Semper Solaris
- Type: Private
- Industry: Construction Home improvement Solar energy
- Founded: March 9, 2012; 14 years ago in San Diego, California (incorporated)
- Founders: John Almond Kelly Shawhan
- Areas served: San Diego County, Orange County, Los Angeles County, Riverside County, and the Bay Area of California
- Key people: John Almond CEO Kelly Shawhan COO
- Products: Solar panels Roofing
- Services: Installation Replacement
- Website: Official website

= Semper Solaris =

Semper Solaris Construction, Inc. is a residential solar power installation company based in San Diego, California, founded by Kelly Shawhan and John Almond in 2012. The company is known for its angle of hiring former Marines within the solar industry, as well as its focus on American culture in its marketing.

==History==
Semper Solaris founder John Almond was previously involved in the construction business, and had changed his focus to solar energy upon establishing the company. It was said co-founder Kelly Shawhan had worked in solar energy since 1989. Kelly Shawhan was previously a United States Marine Corps captain. It was reported the company's name choice was based on the Marine Corps motto "semper fidelis" and an oath that Shawhan had with 12 other Marines in the Philippines in 1985.

In 2015, the company installed a total 0.400 megawatts that year which reportedly fluctuated from 0.200 in 2014. Solar manufacturer SunPower gave the company a 'Residential National Dealer of the Year' title in 2015.

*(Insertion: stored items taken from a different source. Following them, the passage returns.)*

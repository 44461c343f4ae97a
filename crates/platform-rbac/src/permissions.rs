//! # Permissions
//!
//! A permission combines a resource type with an action, optionally scoped
//! to one resource instance.

use serde::{Deserialize, Serialize};
use std::collections::HashSet;
use std::fmt;
use std::str::FromStr;

use crate::actions::Action;
use crate::resources::ResourceType;

/// A permission is a combination of resource type and action.
///
/// Permissions can be:
/// - **Global**: Apply to all instances of a resource type (no resource_id)
/// - **Resource-specific**: Apply only to one instance (with resource_id)
///
/// # Example
///
/// ```
/// use platform_rbac::{Action, Permission, ResourceType};
///
/// let perm = Permission::new(ResourceType::Organization, Action::Create);
/// assert_eq!(perm.to_string(), "organization:create");
///
/// let perm = Permission::for_resource(ResourceType::Organization, Action::Update, "org-1");
/// assert_eq!(perm.to_string(), "organization:update:org-1");
/// ```
#[derive(Debug, Clone, Serialize, Deserialize, PartialEq, Eq, Hash)]
pub struct Permission {
    /// The resource type this permission applies to.
    pub resource: ResourceType,
    /// The action allowed on the resource.
    pub action: Action,
    /// Specific resource instance, `None` means every instance.
    #[serde(skip_serializing_if = "Option::is_none")]
    pub resource_id: Option<String>,
}

impl Permission {
    /// Create a new global permission.
    pub fn new(resource: ResourceType, action: Action) -> Self {
        Self {
            resource,
            action,
            resource_id: None,
        }
    }

    /// Create a permission for a specific resource instance.
    pub fn for_resource(
        resource: ResourceType,
        action: Action,
        resource_id: impl Into<String>,
    ) -> Self {
        Self {
            resource,
            action,
            resource_id: Some(resource_id.into()),
        }
    }

    /// The permission checked before a new organization is created.
    pub fn create_organization() -> Self {
        Self::new(ResourceType::Organization, Action::Create)
    }

    /// Check if this granted permission covers a requested one.
    ///
    /// A grant covers a request if:
    /// - Resource types match
    /// - Actions match, or the granted action implies the requested one
    /// - The grant is global, or both name the same resource instance
    ///
    /// # Example
    ///
    /// ```
    /// use platform_rbac::{Action, Permission, ResourceType};
    ///
    /// let grant = Permission::new(ResourceType::Organization, Action::Manage);
    /// let request = Permission::for_resource(ResourceType::Organization, Action::Update, "org-1");
    /// assert!(grant.covers(&request));
    /// assert!(!request.covers(&grant));
    /// ```
    pub fn covers(&self, requested: &Permission) -> bool {
        if self.resource != requested.resource {
            return false;
        }

        if self.action != requested.action && !self.action.implies(requested.action) {
            return false;
        }

        match (&self.resource_id, &requested.resource_id) {
            (None, _) => true,
            (Some(_), None) => false,
            (Some(a), Some(b)) => a == b,
        }
    }

    /// Check if this is a global permission.
    pub fn is_global(&self) -> bool {
        self.resource_id.is_none()
    }
}

impl fmt::Display for Permission {
    fn fmt(&self, f: &mut fmt::Formatter<'_>) -> fmt::Result {
        match &self.resource_id {
            Some(id) => write!(f, "{}:{}:{}", self.resource, self.action, id),
            None => write!(f, "{}:{}", self.resource, self.action),
        }
    }
}

/// Error returned when a permission string cannot be parsed.
#[derive(Debug, Clone, PartialEq, Eq, thiserror::Error)]
#[error("invalid permission string: {0}")]
pub struct ParsePermissionError(pub String);

impl FromStr for Permission {
    type Err = ParsePermissionError;

    /// Parse `resource:action` or `resource:action:id`. The id may itself
    /// contain colons.
    fn from_str(s: &str) -> Result<Self, Self::Err> {
        let invalid = || ParsePermissionError(s.to_string());

        let mut parts = s.splitn(3, ':');
        let resource = parts
            .next()
            .and_then(ResourceType::parse)
            .ok_or_else(invalid)?;
        let action = parts.next().and_then(Action::parse).ok_or_else(invalid)?;
        let resource_id = match parts.next() {
            Some("") => return Err(invalid()),
            Some(id) => Some(id.to_string()),
            None => None,
        };

        Ok(Self {
            resource,
            action,
            resource_id,
        })
    }
}

/// A set of permissions granted to a subject.
///
/// # Example
///
/// ```
/// use platform_rbac::{Action, Permission, PermissionSet, ResourceType};
///
/// let mut set = PermissionSet::new();
/// set.add(Permission::new(ResourceType::Organization, Action::Create));
///
/// assert!(set.has(&Permission::create_organization()));
/// assert!(set.has(&Permission::new(ResourceType::Organization, Action::Read)));
/// assert!(!set.has(&Permission::new(ResourceType::Organization, Action::Delete)));
/// ```
#[derive(Debug, Clone, Default, PartialEq, Eq, Serialize, Deserialize)]
pub struct PermissionSet {
    permissions: HashSet<Permission>,
}

impl PermissionSet {
    /// Create a new empty permission set.
    pub fn new() -> Self {
        Self::default()
    }

    /// Add a permission to the set.
    pub fn add(&mut self, permission: Permission) {
        self.permissions.insert(permission);
    }

    /// Builder form of [`PermissionSet::add`].
    pub fn with(mut self, permission: Permission) -> Self {
        self.add(permission);
        self
    }

    /// Remove a permission. Returns `true` if it was present.
    pub fn remove(&mut self, permission: &Permission) -> bool {
        self.permissions.remove(permission)
    }

    /// Check if any permission in the set covers the requested one.
    ///
    /// Exact, wildcard (global grant) and implied (e.g. `manage`) matches
    /// all count.
    pub fn has(&self, permission: &Permission) -> bool {
        self.permissions.contains(permission)
            || self.permissions.iter().any(|grant| grant.covers(permission))
    }

    /// Merge another permission set into this one.
    pub fn merge(&mut self, other: &PermissionSet) {
        self.permissions.extend(other.permissions.iter().cloned());
    }

    /// Build a set from permission strings, skipping any that do not parse.
    ///
    /// # Example
    ///
    /// ```
    /// use platform_rbac::PermissionSet;
    ///
    /// let set = PermissionSet::from_strings(&["organization:create", "bogus"]);
    /// assert_eq!(set.len(), 1);
    /// ```
    pub fn from_strings(perms: &[&str]) -> Self {
        perms.iter().filter_map(|p| p.parse().ok()).collect()
    }

    /// Iterate over the permissions in the set.
    pub fn iter(&self) -> impl Iterator<Item = &Permission> {
        self.permissions.iter()
    }

    /// Get the count of permissions.
    pub fn len(&self) -> usize {
        self.permissions.len()
    }

    /// Check if empty.
    pub fn is_empty(&self) -> bool {
        self.permissions.is_empty()
    }
}

impl FromIterator<Permission> for PermissionSet {
    fn from_iter<T: IntoIterator<Item = Permission>>(iter: T) -> Self {
        Self {
            permissions: iter.into_iter().collect(),
        }
    }
}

In 2016, three Semper Solaris employees had stopped to save two passengers out of burning box truck, which had driven off Route 163's guardrail and onto the Route 305 in San Diego County. The Semper Solaris employees, received a "Special Commendation" from the Mayor's office of San Diego.

==Corporate affairs==

The company is known for its hiring of former Marines and United States Military which in return coalesces a company culture based on the values of the said military cultures. Homeboy Industries's "Solar Panel Training Program" have been linked to the company's hiring of ex-convicts.

Semper Solaris has charted Solar Power World's Top Solar Contractors list for four years.

Jawad Khan of Business.com's marketing journal reported that the company's supporting of military and local businesses, as well as American made products were a distinct angle in online marketing. Khan stated that the company's expression of values would be effective for certain audiences. In 2013, Joseph Calack of engineering journal RFCafe praised the dealer for its transparent sale of a photovoltaic SunPower solar system.